Копылов внимательно посмотрел на Алексея, на его растерянное, виноватое лицо и, повернувшись к нему спиной, зашагал к дому. Кис двинулся за ним, с трудом переставляя враз отяжелевшие ноги.


Как ни странно, Виктор Павлович ждал его у двери в дом. Видимо, не хотел провоцировать лишние вопросы со стороны Маши и Игоря, которые удивились бы, что мужчины возвращаются со своей таинственной прогулки поодиночке.

– Чай готов! – радостно объявила Маша, зорко всматриваясь в их лица, будто надеясь прочитать ответы на свои вопросы.

– Деточка, мне пора ехать, ты уж меня извини, старика, – проговорил Копылов, приобнимая девушку за плечики. – Мы так увлеклись воспоминаниями с Костей Чебыкиным, – академик кивнул в сторону Алексея Кисанова (с улыбкой, разумеется), – что я не заметил, как время пролетело… Вы уж попейте чаю без меня.

И он, бросив многозначительный взгляд на детектива, направился к выходу. Маша пошла его провожать.
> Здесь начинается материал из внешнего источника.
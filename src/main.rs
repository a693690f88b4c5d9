fn main() {
    if let Err(err) = cwl_svg_renderer::run() {
        eprintln!("error: {err}");
        std::process::exit(1);
    }
}
#[cfg(feature = "cli")]
pub mod cli;
pub mod config;
pub mod cwl_type;
pub mod error;
pub mod icons;
pub mod ir;
pub mod layout;
pub mod layout_dump;
pub mod parser;
pub mod ports;
pub mod render;
pub mod routing;
pub mod scene;
pub mod theme;
pub mod visualizer;

#[cfg(feature = "cli")]
pub use cli::run;
pub use config::Config;
pub use error::{Result, VisualizerError};
pub use ir::WorkflowGraph;
pub use scene::{Modifiers, PointerEvent, Scene};
pub use visualizer::{Fetch, LoadOutcome, SvgDownload, Visualizer};
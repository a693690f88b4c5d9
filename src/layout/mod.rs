mod ranking;
pub(crate) mod types;
pub use ranking::compute_levels;
pub use types::*;

use crate::config::{LayoutConfig, RenderConfig};
use crate::ir::{NodeKind, WorkflowGraph};
use indexmap::IndexMap;

/// Places every node of `graph` left to right by level. Within a level the
/// nodes stack vertically as a group centred in the canvas height, never
/// closer to the top than the layout margin.
pub fn compute_layout(graph: &WorkflowGraph, config: &LayoutConfig, canvas: &RenderConfig) -> Layout {
    let levels = compute_levels(graph);
    let mut nodes = IndexMap::with_capacity(graph.node_count());
    let mut current_x = config.margin;
    let mut max_y: f32 = 0.0;

    for (level_idx, level) in levels.iter().enumerate() {
        let count = level.len() as f32;
        let level_height = count * config.node_height + (count - 1.0).max(0.0) * config.node_spacing;
        let start_y = config.margin.max((canvas.height - level_height) / 2.0);

        for (idx, id) in level.iter().enumerate() {
            let y = start_y + idx as f32 * (config.node_height + config.node_spacing);
            max_y = max_y.max(y);
            nodes.insert(
                id.clone(),
                NodeLayout {
                    id: id.clone(),
                    kind: graph.node_kind(id).unwrap_or(NodeKind::Step),
                    level: level_idx,
                    x: current_x,
                    y,
                    width: config.node_width,
                    height: config.node_height,
                },
            );
        }
        current_x += config.node_width + config.level_spacing;
    }

    let width = if levels.is_empty() {
        0.0
    } else {
        current_x - config.level_spacing + config.margin
    };
    let height = if nodes.is_empty() {
        0.0
    } else {
        max_y + config.node_height + config.margin
    };

    Layout {
        levels,
        nodes,
        width,
        height,
    }
}

#[cfg(test)]
mod tests {
    use super::*;
    use crate::parser::build_from_value;
    use serde_json::json;

    #[test]
    fn positions_follow_columns_and_centering() {
        let graph = build_from_value(&json!({
            "class": "CommandLineTool",
            "id": "t",
            "inputs": {"a": "File", "b": "File"},
            "outputs": {"o": "File"}
        }))
        .unwrap();
        let layout = compute_layout(&graph, &LayoutConfig::default(), &RenderConfig::default());

        // two inputs: 2*70 + 80 = 220 tall, centred in 600
        assert_eq!(layout.position("a"), Some((50.0, 190.0)));
        assert_eq!(layout.position("b"), Some((50.0, 340.0)));
        assert_eq!(layout.position("t"), Some((370.0, 265.0)));
        assert_eq!(layout.position("o"), Some((690.0, 265.0)));
        assert_eq!(layout.level_of("o"), Some(2));
    }

    #[test]
    fn tall_levels_respect_top_margin() {
        let inputs: serde_json::Map<String, serde_json::Value> = (0..8)
            .map(|i| (format!("in{i}"), json!("File")))
            .collect();
        let graph = build_from_value(&json!({
            "class": "CommandLineTool",
            "inputs": inputs,
            "outputs": {}
        }))
        .unwrap();
        let layout = compute_layout(&graph, &LayoutConfig::default(), &RenderConfig::default());
        assert_eq!(layout.position("in0"), Some((50.0, 50.0)));
        assert!(layout.nodes.len() == 9);
    }

    #[test]
    fn empty_graph_has_empty_layout() {
        let graph = build_from_value(&json!({"class": "Workflow"})).unwrap();
        let layout = compute_layout(&graph, &LayoutConfig::default(), &RenderConfig::default());
        assert!(layout.nodes.is_empty());
        assert_eq!(layout.width, 0.0);
    }
}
– Что-то не так, Кис? – обеспокоенно спросил Игорь. – У тебя лицо прям перевернутое…

– Потом.

Алексею чрезвычайно не нравился поворот, который приняло дело. Конечно, его самолюбие было чувствительно задето – он и впрямь выглядел дилетантом, взявшимся за дело, для которого не обладает нужной компетенцией. Кроме того, из полученной информации вытекало, что опасность реально существовала для него и для Маши.

Но…

Во-первых, бросать расследование ему совершенно не хотелось. Вопреки здравому смыслу, да, – но охотничий азарт разыгрался. Он уже влез в семимильные сапоги («Кис в сапогах», как шутил Ванька, его первый ассистент), и шпоры уже позвякивали от нетерпения. Сегодня он много узнал, очень много, и какие-то смутные соображения крутились у него на периферии сознания. Времени поразмышлять над информацией у него не было – осмыслить все и разложить по полочкам, как он любил. Но там было что-то интересное, и Кис хотел докопаться до этого «интересного».